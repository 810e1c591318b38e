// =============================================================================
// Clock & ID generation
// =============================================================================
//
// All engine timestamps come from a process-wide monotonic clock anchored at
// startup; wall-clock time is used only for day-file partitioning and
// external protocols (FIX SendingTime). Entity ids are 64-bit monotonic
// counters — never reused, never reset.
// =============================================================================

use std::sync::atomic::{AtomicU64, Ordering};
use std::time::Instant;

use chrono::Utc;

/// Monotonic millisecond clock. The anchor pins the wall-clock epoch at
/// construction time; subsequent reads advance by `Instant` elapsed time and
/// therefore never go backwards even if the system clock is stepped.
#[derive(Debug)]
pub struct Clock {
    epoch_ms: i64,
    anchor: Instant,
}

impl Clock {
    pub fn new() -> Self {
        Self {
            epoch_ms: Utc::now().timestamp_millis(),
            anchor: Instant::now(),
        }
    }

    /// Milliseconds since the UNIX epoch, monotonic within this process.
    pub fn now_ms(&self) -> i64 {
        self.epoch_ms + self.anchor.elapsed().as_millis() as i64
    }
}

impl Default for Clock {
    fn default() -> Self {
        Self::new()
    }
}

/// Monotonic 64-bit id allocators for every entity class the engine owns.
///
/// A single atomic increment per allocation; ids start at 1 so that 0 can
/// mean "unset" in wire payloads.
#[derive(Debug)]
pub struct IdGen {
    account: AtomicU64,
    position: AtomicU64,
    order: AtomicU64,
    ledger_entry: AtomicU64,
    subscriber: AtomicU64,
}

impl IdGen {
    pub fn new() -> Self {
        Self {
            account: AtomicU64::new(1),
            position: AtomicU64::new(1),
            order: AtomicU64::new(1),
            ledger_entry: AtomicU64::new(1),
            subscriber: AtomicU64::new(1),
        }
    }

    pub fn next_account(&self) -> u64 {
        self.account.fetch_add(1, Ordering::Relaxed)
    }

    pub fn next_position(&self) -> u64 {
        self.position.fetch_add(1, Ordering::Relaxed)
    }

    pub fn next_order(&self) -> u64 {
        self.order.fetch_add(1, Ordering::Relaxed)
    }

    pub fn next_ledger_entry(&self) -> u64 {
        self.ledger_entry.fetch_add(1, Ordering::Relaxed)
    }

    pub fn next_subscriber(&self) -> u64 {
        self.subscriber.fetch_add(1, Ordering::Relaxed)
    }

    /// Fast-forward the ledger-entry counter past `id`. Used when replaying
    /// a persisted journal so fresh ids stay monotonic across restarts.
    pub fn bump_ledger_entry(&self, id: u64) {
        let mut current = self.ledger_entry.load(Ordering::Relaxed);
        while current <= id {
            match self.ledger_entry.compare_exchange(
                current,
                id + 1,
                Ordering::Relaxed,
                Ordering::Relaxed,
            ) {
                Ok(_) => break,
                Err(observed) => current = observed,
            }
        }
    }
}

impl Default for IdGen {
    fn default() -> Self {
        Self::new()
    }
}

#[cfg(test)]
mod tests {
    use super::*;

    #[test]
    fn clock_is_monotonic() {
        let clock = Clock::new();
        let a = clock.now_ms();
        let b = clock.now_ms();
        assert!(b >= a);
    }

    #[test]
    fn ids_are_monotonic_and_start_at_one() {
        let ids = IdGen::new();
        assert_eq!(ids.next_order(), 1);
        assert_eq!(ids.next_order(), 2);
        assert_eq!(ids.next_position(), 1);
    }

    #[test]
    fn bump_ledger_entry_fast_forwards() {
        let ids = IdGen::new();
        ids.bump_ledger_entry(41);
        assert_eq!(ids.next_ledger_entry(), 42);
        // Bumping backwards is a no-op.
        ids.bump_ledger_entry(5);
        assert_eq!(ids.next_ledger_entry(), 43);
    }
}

----

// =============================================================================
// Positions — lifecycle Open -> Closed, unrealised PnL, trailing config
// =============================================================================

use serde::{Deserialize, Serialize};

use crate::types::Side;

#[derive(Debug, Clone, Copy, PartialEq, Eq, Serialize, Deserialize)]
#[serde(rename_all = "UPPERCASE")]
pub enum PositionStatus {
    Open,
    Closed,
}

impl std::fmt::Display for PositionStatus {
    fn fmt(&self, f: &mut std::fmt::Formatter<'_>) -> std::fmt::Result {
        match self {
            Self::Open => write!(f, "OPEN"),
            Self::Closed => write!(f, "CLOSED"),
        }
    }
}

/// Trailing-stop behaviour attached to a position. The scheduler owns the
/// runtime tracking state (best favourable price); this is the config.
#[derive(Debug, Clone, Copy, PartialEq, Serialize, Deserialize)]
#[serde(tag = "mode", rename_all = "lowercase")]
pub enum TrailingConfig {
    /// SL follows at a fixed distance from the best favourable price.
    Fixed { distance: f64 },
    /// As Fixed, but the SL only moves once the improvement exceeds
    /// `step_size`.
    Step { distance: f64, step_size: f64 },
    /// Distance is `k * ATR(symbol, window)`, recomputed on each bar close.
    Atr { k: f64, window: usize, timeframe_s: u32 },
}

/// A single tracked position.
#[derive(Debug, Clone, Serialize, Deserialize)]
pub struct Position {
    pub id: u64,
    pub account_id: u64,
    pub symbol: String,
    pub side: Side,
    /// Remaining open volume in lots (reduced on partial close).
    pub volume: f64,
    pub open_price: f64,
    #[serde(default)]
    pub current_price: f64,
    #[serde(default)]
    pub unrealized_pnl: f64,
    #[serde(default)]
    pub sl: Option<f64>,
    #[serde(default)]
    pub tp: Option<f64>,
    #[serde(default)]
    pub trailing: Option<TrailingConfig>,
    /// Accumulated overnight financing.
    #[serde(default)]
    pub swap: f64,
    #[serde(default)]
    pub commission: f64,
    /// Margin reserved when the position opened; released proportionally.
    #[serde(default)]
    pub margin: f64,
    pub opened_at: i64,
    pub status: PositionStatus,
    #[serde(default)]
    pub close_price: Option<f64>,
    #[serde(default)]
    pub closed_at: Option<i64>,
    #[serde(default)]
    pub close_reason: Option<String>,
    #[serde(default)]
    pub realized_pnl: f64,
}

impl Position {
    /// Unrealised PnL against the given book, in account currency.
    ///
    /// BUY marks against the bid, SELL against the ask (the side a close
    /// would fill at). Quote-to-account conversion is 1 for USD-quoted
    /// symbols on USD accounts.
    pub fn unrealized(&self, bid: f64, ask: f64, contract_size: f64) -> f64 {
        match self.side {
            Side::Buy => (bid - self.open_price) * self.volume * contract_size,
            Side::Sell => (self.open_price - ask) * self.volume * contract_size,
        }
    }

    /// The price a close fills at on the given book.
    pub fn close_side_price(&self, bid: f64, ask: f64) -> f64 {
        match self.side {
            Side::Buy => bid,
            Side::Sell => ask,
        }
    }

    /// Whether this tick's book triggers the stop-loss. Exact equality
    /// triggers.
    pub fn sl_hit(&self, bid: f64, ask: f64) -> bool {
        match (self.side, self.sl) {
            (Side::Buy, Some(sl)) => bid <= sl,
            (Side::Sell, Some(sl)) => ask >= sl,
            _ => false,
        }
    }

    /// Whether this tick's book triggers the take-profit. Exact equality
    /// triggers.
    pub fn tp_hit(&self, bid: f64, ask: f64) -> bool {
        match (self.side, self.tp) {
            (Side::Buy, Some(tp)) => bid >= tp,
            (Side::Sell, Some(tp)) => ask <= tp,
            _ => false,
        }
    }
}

----

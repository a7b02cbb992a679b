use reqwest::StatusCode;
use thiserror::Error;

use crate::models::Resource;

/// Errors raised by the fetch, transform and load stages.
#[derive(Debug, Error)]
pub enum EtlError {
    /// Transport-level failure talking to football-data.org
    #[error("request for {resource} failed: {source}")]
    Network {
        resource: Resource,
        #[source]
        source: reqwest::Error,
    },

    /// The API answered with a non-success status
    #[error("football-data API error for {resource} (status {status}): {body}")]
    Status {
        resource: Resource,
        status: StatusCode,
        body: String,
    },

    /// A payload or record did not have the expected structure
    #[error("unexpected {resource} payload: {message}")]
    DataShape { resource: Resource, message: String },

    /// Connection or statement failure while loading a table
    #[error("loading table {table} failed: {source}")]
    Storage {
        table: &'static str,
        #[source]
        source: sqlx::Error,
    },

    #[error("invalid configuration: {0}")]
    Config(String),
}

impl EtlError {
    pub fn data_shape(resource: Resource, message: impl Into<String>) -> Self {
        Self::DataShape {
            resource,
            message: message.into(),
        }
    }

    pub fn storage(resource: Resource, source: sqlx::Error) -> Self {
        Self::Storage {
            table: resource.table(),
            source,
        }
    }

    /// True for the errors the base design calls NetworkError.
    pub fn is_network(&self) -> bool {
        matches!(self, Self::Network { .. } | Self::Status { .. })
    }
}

----

▶ REQUIREMENT
Output the lines above between the one holding "repository 810e1c591318b38e" and the one holding "use chrono::Utc;", inclusive, with nothing before or after them.

▶ TASK RESULT
repository 810e1c591318b38e
// =============================================================================
// Clock & ID generation
// =============================================================================
//
// All engine timestamps come from a process-wide monotonic clock anchored at
// startup; wall-clock time is used only for day-file partitioning and
// external protocols (FIX SendingTime). Entity ids are 64-bit monotonic
// counters — never reused, never reset.
// =============================================================================

use std::sync::atomic::{AtomicU64, Ordering};
use std::time::Instant;

use chrono::Utc;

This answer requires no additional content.